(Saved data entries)
______________________________

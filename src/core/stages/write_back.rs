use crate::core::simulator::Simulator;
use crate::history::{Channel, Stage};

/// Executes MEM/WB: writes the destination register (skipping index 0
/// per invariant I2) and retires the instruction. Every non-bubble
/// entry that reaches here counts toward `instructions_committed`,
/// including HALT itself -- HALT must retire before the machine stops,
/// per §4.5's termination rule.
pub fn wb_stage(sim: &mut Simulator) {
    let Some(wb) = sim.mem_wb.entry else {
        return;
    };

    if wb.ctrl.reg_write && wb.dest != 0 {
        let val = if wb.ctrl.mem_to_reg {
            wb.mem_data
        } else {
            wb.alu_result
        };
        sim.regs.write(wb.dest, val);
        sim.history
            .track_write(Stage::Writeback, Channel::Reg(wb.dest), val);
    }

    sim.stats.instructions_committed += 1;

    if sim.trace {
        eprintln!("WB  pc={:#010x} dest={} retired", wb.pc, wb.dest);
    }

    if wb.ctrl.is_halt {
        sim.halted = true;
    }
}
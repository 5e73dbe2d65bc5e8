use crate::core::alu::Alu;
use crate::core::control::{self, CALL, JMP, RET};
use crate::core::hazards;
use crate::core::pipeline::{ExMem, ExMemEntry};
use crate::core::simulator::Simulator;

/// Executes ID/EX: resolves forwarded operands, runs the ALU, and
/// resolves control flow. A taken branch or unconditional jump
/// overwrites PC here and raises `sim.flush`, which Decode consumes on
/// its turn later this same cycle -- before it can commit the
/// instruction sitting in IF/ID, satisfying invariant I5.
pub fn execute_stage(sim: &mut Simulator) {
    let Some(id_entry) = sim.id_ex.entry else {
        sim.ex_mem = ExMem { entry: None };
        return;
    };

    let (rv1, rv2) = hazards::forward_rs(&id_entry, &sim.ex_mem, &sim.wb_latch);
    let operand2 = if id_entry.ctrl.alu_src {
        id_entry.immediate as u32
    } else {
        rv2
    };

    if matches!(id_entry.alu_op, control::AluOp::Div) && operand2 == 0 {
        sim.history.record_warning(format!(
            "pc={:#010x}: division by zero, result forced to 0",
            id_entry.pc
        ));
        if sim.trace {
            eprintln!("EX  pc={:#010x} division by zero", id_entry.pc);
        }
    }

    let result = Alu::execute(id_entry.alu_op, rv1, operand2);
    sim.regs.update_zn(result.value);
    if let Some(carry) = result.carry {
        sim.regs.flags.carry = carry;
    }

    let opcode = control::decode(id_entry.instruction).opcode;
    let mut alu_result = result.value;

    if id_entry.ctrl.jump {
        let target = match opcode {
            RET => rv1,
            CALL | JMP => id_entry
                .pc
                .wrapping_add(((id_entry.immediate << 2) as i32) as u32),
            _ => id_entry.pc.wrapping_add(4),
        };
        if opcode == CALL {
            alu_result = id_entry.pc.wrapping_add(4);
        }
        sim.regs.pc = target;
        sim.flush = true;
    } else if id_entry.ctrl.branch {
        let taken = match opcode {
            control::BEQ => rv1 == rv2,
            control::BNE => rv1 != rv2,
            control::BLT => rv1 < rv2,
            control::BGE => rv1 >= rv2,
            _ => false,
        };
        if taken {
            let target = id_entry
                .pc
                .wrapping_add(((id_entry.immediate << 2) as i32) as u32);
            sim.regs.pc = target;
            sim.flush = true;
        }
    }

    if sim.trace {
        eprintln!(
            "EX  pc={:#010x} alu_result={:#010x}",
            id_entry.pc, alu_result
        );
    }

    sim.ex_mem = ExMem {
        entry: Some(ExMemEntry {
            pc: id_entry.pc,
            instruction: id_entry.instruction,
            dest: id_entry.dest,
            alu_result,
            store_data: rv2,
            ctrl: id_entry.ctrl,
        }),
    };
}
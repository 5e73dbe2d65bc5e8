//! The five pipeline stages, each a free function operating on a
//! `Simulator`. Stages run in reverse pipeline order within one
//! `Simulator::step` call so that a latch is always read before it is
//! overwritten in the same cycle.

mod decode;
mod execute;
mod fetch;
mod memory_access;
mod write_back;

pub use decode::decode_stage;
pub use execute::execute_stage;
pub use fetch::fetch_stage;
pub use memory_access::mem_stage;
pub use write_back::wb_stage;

______________________________

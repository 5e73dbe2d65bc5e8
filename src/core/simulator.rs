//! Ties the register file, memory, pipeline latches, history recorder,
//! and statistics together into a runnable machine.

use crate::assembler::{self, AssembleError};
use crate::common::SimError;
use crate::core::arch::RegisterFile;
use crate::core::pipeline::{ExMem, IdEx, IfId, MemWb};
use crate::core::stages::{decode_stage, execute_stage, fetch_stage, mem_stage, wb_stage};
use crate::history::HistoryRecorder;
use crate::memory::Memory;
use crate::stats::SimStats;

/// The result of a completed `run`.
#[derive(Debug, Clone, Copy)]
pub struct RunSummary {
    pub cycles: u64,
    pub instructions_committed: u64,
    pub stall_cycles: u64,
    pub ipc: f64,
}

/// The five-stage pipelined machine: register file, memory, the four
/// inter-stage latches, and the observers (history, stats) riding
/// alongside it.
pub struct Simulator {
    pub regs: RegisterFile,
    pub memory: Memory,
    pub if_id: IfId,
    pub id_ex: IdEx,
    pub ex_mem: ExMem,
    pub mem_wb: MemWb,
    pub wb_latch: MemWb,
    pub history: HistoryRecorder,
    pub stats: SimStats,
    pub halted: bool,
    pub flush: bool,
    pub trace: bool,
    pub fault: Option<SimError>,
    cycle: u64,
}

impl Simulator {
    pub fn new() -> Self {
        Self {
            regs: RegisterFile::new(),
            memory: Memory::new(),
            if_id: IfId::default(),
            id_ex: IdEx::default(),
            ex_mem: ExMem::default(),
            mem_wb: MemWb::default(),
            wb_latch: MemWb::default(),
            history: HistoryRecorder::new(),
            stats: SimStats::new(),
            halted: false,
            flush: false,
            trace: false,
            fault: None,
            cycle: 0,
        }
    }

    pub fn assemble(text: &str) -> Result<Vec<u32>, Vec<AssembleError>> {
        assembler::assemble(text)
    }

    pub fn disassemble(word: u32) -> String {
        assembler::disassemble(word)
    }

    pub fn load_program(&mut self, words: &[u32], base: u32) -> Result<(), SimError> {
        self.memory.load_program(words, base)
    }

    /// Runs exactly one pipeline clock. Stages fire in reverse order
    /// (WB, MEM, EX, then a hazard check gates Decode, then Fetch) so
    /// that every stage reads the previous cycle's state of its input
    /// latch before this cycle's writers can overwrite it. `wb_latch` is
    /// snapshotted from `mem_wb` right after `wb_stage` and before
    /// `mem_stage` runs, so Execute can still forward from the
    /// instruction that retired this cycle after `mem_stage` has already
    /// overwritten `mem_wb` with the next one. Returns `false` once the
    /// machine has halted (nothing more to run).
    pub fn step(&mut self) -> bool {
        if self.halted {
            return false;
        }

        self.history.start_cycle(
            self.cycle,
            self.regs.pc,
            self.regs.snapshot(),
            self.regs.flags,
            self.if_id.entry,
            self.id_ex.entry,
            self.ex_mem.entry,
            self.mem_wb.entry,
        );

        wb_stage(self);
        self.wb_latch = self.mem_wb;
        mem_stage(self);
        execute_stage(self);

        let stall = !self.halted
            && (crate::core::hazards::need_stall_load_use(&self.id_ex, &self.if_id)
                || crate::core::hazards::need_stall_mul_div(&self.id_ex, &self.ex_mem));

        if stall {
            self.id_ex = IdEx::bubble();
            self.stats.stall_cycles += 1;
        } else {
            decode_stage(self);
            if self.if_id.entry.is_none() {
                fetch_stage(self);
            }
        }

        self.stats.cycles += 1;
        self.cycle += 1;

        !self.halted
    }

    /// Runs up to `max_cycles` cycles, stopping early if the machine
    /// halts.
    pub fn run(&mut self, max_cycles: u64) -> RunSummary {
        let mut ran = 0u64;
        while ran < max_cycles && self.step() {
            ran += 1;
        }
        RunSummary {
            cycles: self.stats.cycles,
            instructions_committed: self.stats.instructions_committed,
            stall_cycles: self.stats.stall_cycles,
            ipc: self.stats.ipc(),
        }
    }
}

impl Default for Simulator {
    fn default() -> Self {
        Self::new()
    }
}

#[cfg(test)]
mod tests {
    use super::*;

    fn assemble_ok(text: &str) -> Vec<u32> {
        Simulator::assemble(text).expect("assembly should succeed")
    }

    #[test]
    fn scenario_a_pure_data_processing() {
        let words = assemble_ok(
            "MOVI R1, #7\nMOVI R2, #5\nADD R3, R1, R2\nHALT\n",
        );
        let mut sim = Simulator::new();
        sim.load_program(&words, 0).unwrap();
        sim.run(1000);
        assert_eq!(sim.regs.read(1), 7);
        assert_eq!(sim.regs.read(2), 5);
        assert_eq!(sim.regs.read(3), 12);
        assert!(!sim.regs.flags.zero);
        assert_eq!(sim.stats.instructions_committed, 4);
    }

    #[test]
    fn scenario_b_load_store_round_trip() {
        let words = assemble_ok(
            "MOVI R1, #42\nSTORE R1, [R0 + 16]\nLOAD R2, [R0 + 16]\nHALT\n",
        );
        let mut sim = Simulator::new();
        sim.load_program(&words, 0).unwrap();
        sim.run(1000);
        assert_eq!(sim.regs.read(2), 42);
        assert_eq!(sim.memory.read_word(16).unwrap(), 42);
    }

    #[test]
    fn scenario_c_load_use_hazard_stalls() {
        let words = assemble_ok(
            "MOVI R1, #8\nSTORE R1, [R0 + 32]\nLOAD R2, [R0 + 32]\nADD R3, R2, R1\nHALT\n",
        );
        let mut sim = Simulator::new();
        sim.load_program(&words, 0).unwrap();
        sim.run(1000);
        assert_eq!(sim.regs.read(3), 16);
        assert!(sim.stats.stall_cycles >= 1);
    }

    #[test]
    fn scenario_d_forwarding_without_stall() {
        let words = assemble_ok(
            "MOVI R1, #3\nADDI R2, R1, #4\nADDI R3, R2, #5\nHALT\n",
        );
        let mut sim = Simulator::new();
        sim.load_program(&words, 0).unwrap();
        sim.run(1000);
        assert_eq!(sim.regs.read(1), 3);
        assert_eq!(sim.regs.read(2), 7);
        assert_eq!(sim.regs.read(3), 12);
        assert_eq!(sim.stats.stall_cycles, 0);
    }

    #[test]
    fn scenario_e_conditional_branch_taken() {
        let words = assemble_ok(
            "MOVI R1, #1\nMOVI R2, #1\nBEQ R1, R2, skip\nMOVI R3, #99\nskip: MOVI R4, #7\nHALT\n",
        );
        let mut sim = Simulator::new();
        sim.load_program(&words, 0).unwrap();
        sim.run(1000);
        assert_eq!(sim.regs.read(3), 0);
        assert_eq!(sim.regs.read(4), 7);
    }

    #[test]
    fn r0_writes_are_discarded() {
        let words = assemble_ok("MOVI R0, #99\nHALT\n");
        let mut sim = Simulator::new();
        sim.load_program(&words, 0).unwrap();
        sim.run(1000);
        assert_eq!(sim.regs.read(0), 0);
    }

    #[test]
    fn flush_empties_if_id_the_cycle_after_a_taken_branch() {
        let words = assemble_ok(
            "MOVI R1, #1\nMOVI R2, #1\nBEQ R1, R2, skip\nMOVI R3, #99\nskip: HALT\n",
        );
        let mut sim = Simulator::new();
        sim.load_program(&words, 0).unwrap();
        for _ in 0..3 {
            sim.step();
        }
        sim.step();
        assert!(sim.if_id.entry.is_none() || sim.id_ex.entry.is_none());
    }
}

______________________________

# GOAL OF THE EXERCISE
There is a run of lines above from the one with "pub fn load_program(&mut" to the one with "pub fn step(&mut"; print exactly that run, both ends included, and nothing else.

# TASK RESPONSE
    pub fn load_program(&mut self, words: &[u32], base: u32) -> Result<(), SimError> {
        self.memory.load_program(words, base)
    }

    /// Runs exactly one pipeline clock. Stages fire in reverse order
    /// (WB, MEM, EX, then a hazard check gates Decode, then Fetch) so
    /// that every stage reads the previous cycle's state of its input
    /// latch before this cycle's writers can overwrite it. `wb_latch` is
    /// snapshotted from `mem_wb` right after `wb_stage` and before
    /// `mem_stage` runs, so Execute can still forward from the
    /// instruction that retired this cycle after `mem_stage` has already
    /// overwritten `mem_wb` with the next one. Returns `false` once the
    /// machine has halted (nothing more to run).
    pub fn step(&mut self) -> bool {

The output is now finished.